//! Instance decoding and validation
//!
//! Decoding walks the instance tree against a resolved element declaration
//! and produces a structured value through the converter. Validation is the
//! same traversal with the value discarded.

use serde_json::Value;

use super::content::{match_content, names_match, Matched};
use super::{collect_attribute_uses, Engine, XSI_NAMESPACE};
use crate::builtins::guess_value;
use crate::components::{
    AttributeUse, ContentModel, ElementTypeRef, ProcessContents, XsdAttribute, XsdComplexType,
    XsdElement,
};
use crate::converters::ElementData;
use crate::documents::Element;
use crate::error::{Error, NotBuiltError, Result, ValidationError};
use crate::facets::WhiteSpace;
use crate::names::QName;
use crate::registry::{SimpleHandle, XsdType};
use crate::validation::{ValidationContext, ValidationMode};

impl<'a> Engine<'a> {
    /// Decode an instance element against a declaration
    pub fn decode_element(
        &self,
        decl: &XsdElement,
        node: &Element,
        ctx: &mut ValidationContext,
    ) -> Result<Value> {
        ctx.enter(node.name.local.clone())?;
        let result = self.decode_element_inner(decl, node, ctx);
        ctx.leave();
        result
    }

    /// Validate an instance element against a declaration
    pub fn validate_element(
        &self,
        decl: &XsdElement,
        node: &Element,
        ctx: &mut ValidationContext,
    ) -> Result<()> {
        self.decode_element(decl, node, ctx).map(|_| ())
    }

    fn decode_element_inner(
        &self,
        decl: &XsdElement,
        node: &Element,
        ctx: &mut ValidationContext,
    ) -> Result<Value> {
        if let Some(nil) = node.attribute_qname(&QName::namespaced(XSI_NAMESPACE, "nil")) {
            if nil == "true" {
                if decl.nillable {
                    return Ok(Value::Null);
                }
                ctx.report(
                    ValidationError::new("element is not nillable")
                        .with_component_name(decl.qname()),
                )?;
            }
        }

        if ctx.mode == ValidationMode::Skip {
            return self.decode_untyped(node, ctx);
        }

        match &decl.type_ref {
            ElementTypeRef::Named(name) => match self.registry.lookup_type(name) {
                Some(XsdType::Complex(ct)) => {
                    let ct = ct.clone();
                    self.decode_complex(decl, &ct, node, ctx)
                }
                Some(_) => self.decode_simple_element(decl, SimpleHandle::Named(name), node, ctx),
                None => {
                    ctx.report_error(Error::NotBuilt(
                        NotBuiltError::new(name.to_string(), "type")
                            .with_referrer(decl.qname().to_string()),
                    ))?;
                    self.decode_untyped(node, ctx)
                }
            },
            ElementTypeRef::InlineSimple(st) => {
                self.decode_simple_element(decl, SimpleHandle::Inline(st), node, ctx)
            }
            ElementTypeRef::InlineComplex(ct) => self.decode_complex(decl, ct, node, ctx),
            ElementTypeRef::AnyType => self.decode_untyped(node, ctx),
        }
    }

    // ========== Simple-typed elements ==========

    fn decode_simple_element(
        &self,
        decl: &XsdElement,
        handle: SimpleHandle<'_>,
        node: &Element,
        ctx: &mut ValidationContext,
    ) -> Result<Value> {
        if !node.children.is_empty() {
            ctx.report(
                ValidationError::new("an element with a simple type cannot have child elements")
                    .with_component_name(decl.qname()),
            )?;
        }
        for (name, _) in &node.attributes {
            if name.namespace.as_deref() != Some(XSI_NAMESPACE) {
                ctx.report(
                    ValidationError::new(format!(
                        "attribute '{}' is not allowed on a simple-typed element",
                        name
                    ))
                    .with_component_name(decl.qname()),
                )?;
            }
        }

        let text = self.effective_text(decl, node, ctx)?;
        let value = self.coerce_simple(handle, &text, decl.qname(), ctx)?;
        let data = ElementData::new(self.key(&node.name)).with_text(value);
        Ok(self.converter.element_decode(&data))
    }

    /// Text content after default substitution and fixed checking
    fn effective_text(
        &self,
        decl: &XsdElement,
        node: &Element,
        ctx: &mut ValidationContext,
    ) -> Result<String> {
        let text = node.trimmed_text().unwrap_or("");
        if text.is_empty() {
            if ctx.use_defaults {
                if let Some(constraint) = decl.value_constraint() {
                    return Ok(constraint.to_string());
                }
            }
            return Ok(String::new());
        }
        if let Some(ref fixed) = decl.fixed {
            let collapsed = WhiteSpace::Collapse.normalize(text);
            if &collapsed != fixed {
                ctx.report(
                    ValidationError::new("value differs from the fixed value constraint")
                        .with_reason(format!("expected '{}'", fixed))
                        .with_value(collapsed)
                        .with_component_name(decl.qname()),
                )?;
            }
        }
        Ok(text.to_string())
    }

    fn coerce_simple(
        &self,
        handle: SimpleHandle<'_>,
        lexical: &str,
        component: &QName,
        ctx: &mut ValidationContext,
    ) -> Result<Value> {
        match self.registry.decode_simple(handle, lexical) {
            Ok(value) => Ok(value.to_json()),
            Err(error) => {
                let error = attach_component(error, component);
                ctx.report_error(error)?;
                // Lax keeps going with a best-effort placeholder
                Ok(guess_value(lexical).to_json())
            }
        }
    }

    // ========== Complex-typed elements ==========

    fn decode_complex(
        &self,
        decl: &XsdElement,
        ct: &XsdComplexType,
        node: &Element,
        ctx: &mut ValidationContext,
    ) -> Result<Value> {
        let mut data = ElementData::new(self.key(&node.name));
        data.attributes = self.bind_attributes(ct, node, ctx)?;

        match &ct.content {
            ContentModel::Simple(type_name) => {
                if !node.children.is_empty() {
                    ctx.report(
                        ValidationError::new(
                            "an element with simple content cannot have child elements",
                        )
                        .with_component(ct.info.display_name()),
                    )?;
                }
                let text = self.effective_text(decl, node, ctx)?;
                let value =
                    self.coerce_simple(SimpleHandle::Named(type_name), &text, decl.qname(), ctx)?;
                data.text = Some(value);
            }
            ContentModel::Empty => {
                for (index, child) in node.children.iter().enumerate() {
                    ctx.report_error(Error::Children(
                        crate::error::ChildrenValidationError::unexpected(
                            child.name.to_string(),
                            index,
                        ),
                    ))?;
                }
                if node.trimmed_text().is_some() {
                    ctx.report(
                        ValidationError::new("element content must be empty")
                            .with_component(ct.info.display_name()),
                    )?;
                }
            }
            ContentModel::Group(group) => {
                let matched = match_content(group, &node.children, self.registry);
                for error in matched.errors.iter().cloned() {
                    ctx.report_error(Error::Children(error))?;
                }

                for (index, child) in node.children.iter().enumerate() {
                    let value = match matched.matched(index) {
                        Some(Matched::Decl(child_decl)) => {
                            self.decode_element(child_decl, child, ctx)?
                        }
                        Some(Matched::Global(child_decl)) => {
                            self.decode_element(child_decl, child, ctx)?
                        }
                        Some(Matched::Wildcard(wildcard)) => {
                            self.decode_wildcard(wildcard.process_contents, child, ctx)?
                        }
                        // Unmatched children were already reported; keep them
                        // in the output so siblings stay inspectable
                        None => self.decode_untyped(child, ctx)?,
                    };
                    data.children.push((self.key(&child.name), value));
                }

                match node.trimmed_text() {
                    Some(text) if ct.mixed => {
                        data.text = Some(Value::String(text.to_string()));
                    }
                    Some(_) => {
                        ctx.report(
                            ValidationError::new(
                                "character content is not allowed in element-only content",
                            )
                            .with_component(ct.info.display_name()),
                        )?;
                    }
                    None => {}
                }
            }
        }

        Ok(self.converter.element_decode(&data))
    }

    fn decode_wildcard(
        &self,
        process_contents: ProcessContents,
        child: &Element,
        ctx: &mut ValidationContext,
    ) -> Result<Value> {
        let declaration = self.registry.lookup_element(&child.name).cloned();
        match process_contents {
            ProcessContents::Skip => self.decode_untyped(child, ctx),
            ProcessContents::Lax => match declaration {
                Some(decl) => self.decode_element(&decl, child, ctx),
                None => self.decode_untyped(child, ctx),
            },
            ProcessContents::Strict => match declaration {
                Some(decl) => self.decode_element(&decl, child, ctx),
                None => {
                    ctx.report(ValidationError::new(format!(
                        "no declaration found for wildcard-matched element '{}'",
                        child.name
                    )))?;
                    self.decode_untyped(child, ctx)
                }
            },
        }
    }

    // ========== Attribute binding ==========

    fn bind_attributes(
        &self,
        ct: &XsdComplexType,
        node: &Element,
        ctx: &mut ValidationContext,
    ) -> Result<indexmap::IndexMap<String, Value>> {
        let (uses, wildcard) = collect_attribute_uses(&ct.attributes, self.registry);
        let mut bound = indexmap::IndexMap::new();

        for (name, raw) in &node.attributes {
            if name.namespace.as_deref() == Some(XSI_NAMESPACE) {
                continue;
            }
            let declared = uses.iter().find(|u| names_match(&u.name, name));
            match declared {
                Some(attr_use) => {
                    if attr_use.use_mode == AttributeUse::Prohibited {
                        ctx.report(
                            ValidationError::new(format!("attribute '{}' is prohibited", name))
                                .with_component(ct.info.display_name()),
                        )?;
                        continue;
                    }
                    let value = self.decode_attribute_value(attr_use.decl, raw, name, ctx)?;
                    bound.insert(self.key(name), value);
                }
                None => {
                    let admitted = wildcard
                        .map(|w| w.namespace.matches(name.namespace.as_deref()))
                        .unwrap_or(false);
                    if admitted {
                        bound.insert(self.key(name), guess_value(raw).to_json());
                    } else {
                        ctx.report(
                            ValidationError::new(format!("unexpected attribute '{}'", name))
                                .with_component(ct.info.display_name())
                                .with_value(raw.clone()),
                        )?;
                        bound.insert(self.key(name), guess_value(raw).to_json());
                    }
                }
            }
        }

        // Required and defaulted attributes that were not present
        for attr_use in &uses {
            if bound.contains_key(&self.key(&attr_use.name)) {
                continue;
            }
            match attr_use.use_mode {
                AttributeUse::Required => {
                    ctx.report(
                        ValidationError::new(format!(
                            "required attribute '{}' is missing",
                            attr_use.name
                        ))
                        .with_component(ct.info.display_name()),
                    )?;
                }
                AttributeUse::Optional if ctx.use_defaults => {
                    if let Some(constraint) = attr_use.decl.value_constraint() {
                        let value = self.decode_attribute_value(
                            attr_use.decl,
                            constraint,
                            &attr_use.name,
                            ctx,
                        )?;
                        bound.insert(self.key(&attr_use.name), value);
                    }
                }
                _ => {}
            }
        }

        Ok(bound)
    }

    fn decode_attribute_value(
        &self,
        decl: &XsdAttribute,
        raw: &str,
        name: &QName,
        ctx: &mut ValidationContext,
    ) -> Result<Value> {
        if let Some(ref fixed) = decl.fixed {
            let collapsed = WhiteSpace::Collapse.normalize(raw);
            if &collapsed != fixed {
                ctx.report(
                    ValidationError::new(format!(
                        "attribute '{}' differs from its fixed value",
                        name
                    ))
                    .with_reason(format!("expected '{}'", fixed))
                    .with_value(collapsed),
                )?;
            }
        }

        match (&decl.type_ref, &decl.inline_type) {
            (Some(type_name), _) => {
                self.coerce_simple(SimpleHandle::Named(type_name), raw, name, ctx)
            }
            (None, Some(inline)) => {
                self.coerce_simple(SimpleHandle::Inline(inline), raw, name, ctx)
            }
            (None, None) => Ok(guess_value(raw).to_json()),
        }
    }

    // ========== Untyped fallback ==========

    /// Schema-free decoding: structure walked, values best-guessed
    fn decode_untyped(&self, node: &Element, ctx: &mut ValidationContext) -> Result<Value> {
        let mut data = ElementData::new(self.key(&node.name));
        for (name, raw) in &node.attributes {
            if name.namespace.as_deref() == Some(XSI_NAMESPACE) {
                continue;
            }
            data.attributes
                .insert(self.key(name), guess_value(raw).to_json());
        }
        if let Some(text) = node.trimmed_text() {
            data.text = Some(guess_value(text).to_json());
        }
        for child in &node.children {
            ctx.enter(child.name.local.clone())?;
            let value = self.decode_untyped(child, ctx);
            ctx.leave();
            data.children.push((self.key(&child.name), value?));
        }
        Ok(self.converter.element_decode(&data))
    }
}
━━━━━━━━━━━━━━━━━━━━━━━━━━━━━━
What this task involves:
Everything from the line with "walked, values best-guessed" to the last line of the entries above is to be retyped exactly. Include both ends.

Result below:
    /// Schema-free decoding: structure walked, values best-guessed
    fn decode_untyped(&self, node: &Element, ctx: &mut ValidationContext) -> Result<Value> {
        let mut data = ElementData::new(self.key(&node.name));
        for (name, raw) in &node.attributes {
            if name.namespace.as_deref() == Some(XSI_NAMESPACE) {
                continue;
            }
            data.attributes
                .insert(self.key(name), guess_value(raw).to_json());
        }
        if let Some(text) = node.trimmed_text() {
            data.text = Some(guess_value(text).to_json());
        }
        for child in &node.children {
            ctx.enter(child.name.local.clone())?;
            let value = self.decode_untyped(child, ctx);
            ctx.leave();
            data.children.push((self.key(&child.name), value?));
        }
        Ok(self.converter.element_decode(&data))
    }
}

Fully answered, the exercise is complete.